* _PROBLEM TO SOLVE_
Once the line containing "required = i64::try_from(requested.len()).unwrap_or(i64::MAX);" has been written out, stop; until then, restate each line of the entries below word for word from the first.

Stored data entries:
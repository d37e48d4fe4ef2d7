use rusqlite::ToSql;
use tracing::debug;

use super::{PAGE_COLUMNS, TAG_AGGREGATE, collect_pages, raw_page_from_row};
use crate::error::{LogseqError, Result};
use crate::model::Page;
use crate::storage::Store;

/// Pages carrying every tag in `tags`, ordered by page id.
///
/// A page qualifies when the number of distinct requested tags it carries
/// equals `tags.len()`. The request is not de-duplicated, so asking for the
/// same tag twice matches nothing. The returned tag string lists all of the
/// page's tags, not only the requested ones.
pub fn match_by_tags<S: AsRef<str>>(store: &Store, tags: &[S]) -> Result<Vec<Page>> {
    if tags.is_empty() {
        return Err(LogseqError::EmptyInput(
            "at least one tag is required".to_string(),
        ));
    }

    let placeholders = vec!["?"; tags.len()].join(", ");
    let sql = format!(
        "SELECT {PAGE_COLUMNS}, {TAG_AGGREGATE} AS tags
         FROM pages p
         LEFT JOIN tags t ON t.page_id = p.id
         WHERE p.id IN (
             SELECT page_id FROM tags
             WHERE tag IN ({placeholders})
             GROUP BY page_id
             HAVING COUNT(DISTINCT tag) = ?
         )
         GROUP BY p.id
         ORDER BY p.id"
    );

    let requested: Vec<&str> = tags.iter().map(AsRef::as_ref).collect();
    let required = i64::try_from(requested.len()).unwrap_or(i64::MAX);
    let mut args: Vec<&dyn ToSql> = requested.iter().map(|tag| tag as &dyn ToSql).collect();
    args.push(&required);
    debug!(tags = ?requested, required, "tag conjunction search");

    let mut stmt = store.conn().prepare(&sql)?;
    let rows = stmt.query_map(args.as_slice(), raw_page_from_row)?;
    let pages = collect_pages(rows)?;
    Ok(pages)
}

/// Distinct tags in ascending order, optionally limited to those containing
/// `filter`. Matching uses SQLite `LIKE`, so it ignores ASCII case.
pub fn list_tags(store: &Store, filter: Option<&str>) -> Result<Vec<String>> {
    let filter = filter.filter(|f| !f.is_empty());
    let conn = store.conn();

    let tags = match filter {
        None => {
            let mut stmt = conn.prepare("SELECT DISTINCT tag FROM tags ORDER BY tag")?;
            let tags = stmt
                .query_map([], |row| row.get(0))?
                .collect::<rusqlite::Result<Vec<String>>>()?;
            tags
        }
        Some(filter) => {
            let pattern = format!("%{}%", escape_like(filter));
            debug!(pattern = %pattern, "tag listing filter");
            let mut stmt = conn.prepare(
                "SELECT DISTINCT tag FROM tags WHERE tag LIKE ? ESCAPE '\\' ORDER BY tag",
            )?;
            let tags = stmt
                .query_map([pattern], |row| row.get(0))?
                .collect::<rusqlite::Result<Vec<String>>>()?;
            tags
        }
    };
    Ok(tags)
}

fn escape_like(value: &str) -> String {
    let mut escaped = String::with_capacity(value.len());
    for ch in value.chars() {
        if matches!(ch, '%' | '_' | '\\') {
            escaped.push('\\');
        }
        escaped.push(ch);
    }
    escaped
}
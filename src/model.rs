//! Page records as decoded from the Logseq API and read back from the store.

use serde::{Deserialize, Serialize};
use serde_json::{Map, Value};

/// Free-form page properties. Key order is irrelevant; array values keep
/// their order.
pub type Properties = Map<String, Value>;

/// Property key holding a page's tags.
pub const TAGS_PROPERTY: &str = "tags";

/// A Logseq page.
#[derive(Debug, Clone, PartialEq, Serialize, Deserialize)]
#[serde(rename_all = "camelCase")]
pub struct Page {
    pub id: i64,
    #[serde(default)]
    pub created_at: i64,
    #[serde(default)]
    pub updated_at: i64,
    pub uuid: String,
    #[serde(rename = "journal?", default)]
    pub journal: bool,
    pub original_name: String,
    #[serde(default, skip_serializing_if = "Option::is_none")]
    pub properties: Option<Properties>,
    /// Space-joined tags, filled in by queries only.
    #[serde(skip)]
    pub tags: String,
}

impl Page {
    /// Tags declared in the `tags` property, stringified, in declaration order.
    ///
    /// Absent properties, an absent `tags` key, or a non-array value all
    /// yield no tags.
    #[must_use]
    pub fn tag_values(&self) -> Vec<String> {
        self.properties
            .as_ref()
            .map(extract_tags)
            .unwrap_or_default()
    }
}

/// Extract the stringified elements of the `tags` array in `properties`.
#[must_use]
pub fn extract_tags(properties: &Properties) -> Vec<String> {
    match properties.get(TAGS_PROPERTY) {
        Some(Value::Array(values)) => values.iter().map(stringify_tag).collect(),
        _ => Vec::new(),
    }
}

/// Textual form of a tag value: strings verbatim, everything else as JSON.
#[must_use]
pub fn stringify_tag(value: &Value) -> String {
    match value {
        Value::String(s) => s.clone(),
        other => other.to_string(),
    }
}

* _WRITTEN SOLUTION_
repository d37e48d4fe4ef2d7
use rusqlite::ToSql;
use tracing::debug;

use super::{PAGE_COLUMNS, TAG_AGGREGATE, collect_pages, raw_page_from_row};
use crate::error::{LogseqError, Result};
use crate::model::Page;
use crate::storage::Store;

/// Pages carrying every tag in `tags`, ordered by page id.
///
/// A page qualifies when the number of distinct requested tags it carries
/// equals `tags.len()`. The request is not de-duplicated, so asking for the
/// same tag twice matches nothing. The returned tag string lists all of the
/// page's tags, not only the requested ones.
pub fn match_by_tags<S: AsRef<str>>(store: &Store, tags: &[S]) -> Result<Vec<Page>> {
    if tags.is_empty() {
        return Err(LogseqError::EmptyInput(
            "at least one tag is required".to_string(),
        ));
    }

    let placeholders = vec!["?"; tags.len()].join(", ");
    let sql = format!(
        "SELECT {PAGE_COLUMNS}, {TAG_AGGREGATE} AS tags
         FROM pages p
         LEFT JOIN tags t ON t.page_id = p.id
         WHERE p.id IN (
             SELECT page_id FROM tags
             WHERE tag IN ({placeholders})
             GROUP BY page_id
             HAVING COUNT(DISTINCT tag) = ?
         )
         GROUP BY p.id
         ORDER BY p.id"
    );

    let requested: Vec<&str> = tags.iter().map(AsRef::as_ref).collect();
    let required = i64::try_from(requested.len()).unwrap_or(i64::MAX);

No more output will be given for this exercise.